§ Task objective
Exact repetition of the data is the whole task.

§ Data for this task
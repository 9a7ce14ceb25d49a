//! SQL for the movies table.
//!
//! Plain functions over a borrowed connection; they run inside
//! [`AsyncDatabase::call`](crate::AsyncDatabase::call).

use rusqlite::{params, Connection, OptionalExtension};

use crate::models::Movie;
use crate::StoreResult;

/// Upserts `movies` in one transaction. Returns the number of rows written.
pub fn upsert_movies(conn: &Connection, movies: &[Movie], updated_at: &str) -> StoreResult<usize> {
    let tx = conn.unchecked_transaction()?;
    let mut written = 0;
    {
        let mut stmt = tx.prepare_cached(
            "INSERT INTO movies (id, title, overview, poster_url, backdrop_url, release_date,
                                 vote_average, popularity, updated_at)
             VALUES (?1, ?2, ?3, ?4, ?5, ?6, ?7, ?8, ?9)
             ON CONFLICT(id) DO UPDATE SET
                title = excluded.title,
                overview = excluded.overview,
                poster_url = excluded.poster_url,
                backdrop_url = excluded.backdrop_url,
                release_date = excluded.release_date,
                vote_average = excluded.vote_average,
                popularity = excluded.popularity,
                updated_at = excluded.updated_at",
        )?;
        for movie in movies {
            written += stmt.execute(params![
                movie.id,
                movie.title,
                movie.overview,
                movie.poster_url,
                movie.backdrop_url,
                movie.release_date,
                movie.vote_average,
                movie.popularity,
                updated_at,
            ])?;
        }
    }
    tx.commit()?;
    Ok(written)
}

/// All cached movies, most popular first.
pub fn list_movies(conn: &Connection) -> StoreResult<Vec<Movie>> {
    let mut stmt = conn.prepare_cached(&format!(
        "SELECT {} FROM movies ORDER BY popularity DESC, title ASC",
        Movie::COLUMNS
    ))?;
    let movies = stmt
        .query_map([], Movie::from_row)?
        .collect::<Result<Vec<_>, _>>()?;
    Ok(movies)
}

pub fn get_movie(conn: &Connection, id: &str) -> StoreResult<Option<Movie>> {
    let mut stmt = conn.prepare_cached(&format!(
        "SELECT {} FROM movies WHERE id = ?1",
        Movie::COLUMNS
    ))?;
    Ok(stmt.query_row(params![id], Movie::from_row).optional()?)
}

pub fn count_movies(conn: &Connection) -> StoreResult<u64> {
    let count: i64 = conn.query_row("SELECT COUNT(*) FROM movies", [], |row| row.get(0))?;
    Ok(count.max(0) as u64)
}

pub fn delete_all_movies(conn: &Connection) -> StoreResult<usize> {
    Ok(conn.execute("DELETE FROM movies", [])?)
}
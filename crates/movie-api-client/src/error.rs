//! Error types for catalogue requests.

use thiserror::Error;

/// Error type for all catalogue operations.
#[derive(Debug, Error)]
pub enum ApiError {
    /// Network or transport-level HTTP error from reqwest.
    ///
    /// Includes connection failures, timeouts, and TLS errors.
    #[error("HTTP error: {0}")]
    Http(#[from] reqwest::Error),

    /// The catalogue returned a non-success HTTP status.
    ///
    /// `message` is the catalogue's `status_message` when the body carries
    /// one, the raw body otherwise.
    #[error("Catalogue error: {status} - {message}")]
    Api { status: u16, message: String },

    /// The response body did not match the expected schema.
    #[error("JSON error: {0}")]
    Json(#[from] serde_json::Error),

    /// Invalid base URL, missing API key or client construction failure.
    #[error("Configuration error: {0}")]
    Config(String),
}

pub type ApiResult<T> = Result<T, ApiError>;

§ Completed exercise
repository 9a7ce14ceb25d49a
//! SQL for the movies table.
//!
//! Plain functions over a borrowed connection; they run inside
//! [`AsyncDatabase::call`](crate::AsyncDatabase::call).

use rusqlite::{params, Connection, OptionalExtension};

use crate::models::Movie;
use crate::StoreResult;

/// Upserts `movies` in one transaction. Returns the number of rows written.
pub fn upsert_movies(conn: &Connection, movies: &[Movie], updated_at: &str) -> StoreResult<usize> {
    let tx = conn.unchecked_transaction()?;
    let mut written = 0;
    {
        let mut stmt = tx.prepare_cached(
            "INSERT INTO movies (id, title, overview, poster_url, backdrop_url, release_date,
                                 vote_average, popularity, updated_at)
             VALUES (?1, ?2, ?3, ?4, ?5, ?6, ?7, ?8, ?9)
             ON CONFLICT(id) DO UPDATE SET
                title = excluded.title,
                overview = excluded.overview,
                poster_url = excluded.poster_url,
                backdrop_url = excluded.backdrop_url,
                release_date = excluded.release_date,
                vote_average = excluded.vote_average,
                popularity = excluded.popularity,
                updated_at = excluded.updated_at",
        )?;
        for movie in movies {
            written += stmt.execute(params![
                movie.id,
                movie.title,
                movie.overview,
                movie.poster_url,
                movie.backdrop_url,
                movie.release_date,
                movie.vote_average,
                movie.popularity,
                updated_at,
            ])?;
        }
    }
    tx.commit()?;
    Ok(written)
}

/// All cached movies, most popular first.
pub fn list_movies(conn: &Connection) -> StoreResult<Vec<Movie>> {
    let mut stmt = conn.prepare_cached(&format!(
        "SELECT {} FROM movies ORDER BY popularity DESC, title ASC",
        Movie::COLUMNS
    ))?;
    let movies = stmt
        .query_map([], Movie::from_row)?
        .collect::<Result<Vec<_>, _>>()?;
    Ok(movies)
}

pub fn get_movie(conn: &Connection, id: &str) -> StoreResult<Option<Movie>> {
    let mut stmt = conn.prepare_cached(&format!(
        "SELECT {} FROM movies WHERE id = ?1",
        Movie::COLUMNS
    ))?;
    Ok(stmt.query_row(params![id], Movie::from_row).optional()?)
}

pub fn count_movies(conn: &Connection) -> StoreResult<u64> {
    let count: i64 = conn.query_row("SELECT COUNT(*) FROM movies", [], |row| row.get(0))?;
    Ok(count.max(0) as u64)
}

pub fn delete_all_movies(conn: &Connection) -> StoreResult<usize> {
    Ok(conn.execute("DELETE FROM movies", [])?)
}
filename crates/movie-api-client/src/error.rs
//! Error types for catalogue requests.

use thiserror::Error;

/// Error type for all catalogue operations.
#[derive(Debug, Error)]
pub enum ApiError {
    /// Network or transport-level HTTP error from reqwest.
    ///
    /// Includes connection failures, timeouts, and TLS errors.
    #[error("HTTP error: {0}")]
    Http(#[from] reqwest::Error),

    /// The catalogue returned a non-success HTTP status.
    ///
    /// `message` is the catalogue's `status_message` when the body carries
    /// one, the raw body otherwise.
    #[error("Catalogue error: {status} - {message}")]
    Api { status: u16, message: String },

    /// The response body did not match the expected schema.
    #[error("JSON error: {0}")]
    Json(#[from] serde_json::Error),

    /// Invalid base URL, missing API key or client construction failure.
    #[error("Configuration error: {0}")]
    Config(String),
}

pub type ApiResult<T> = Result<T, ApiError>;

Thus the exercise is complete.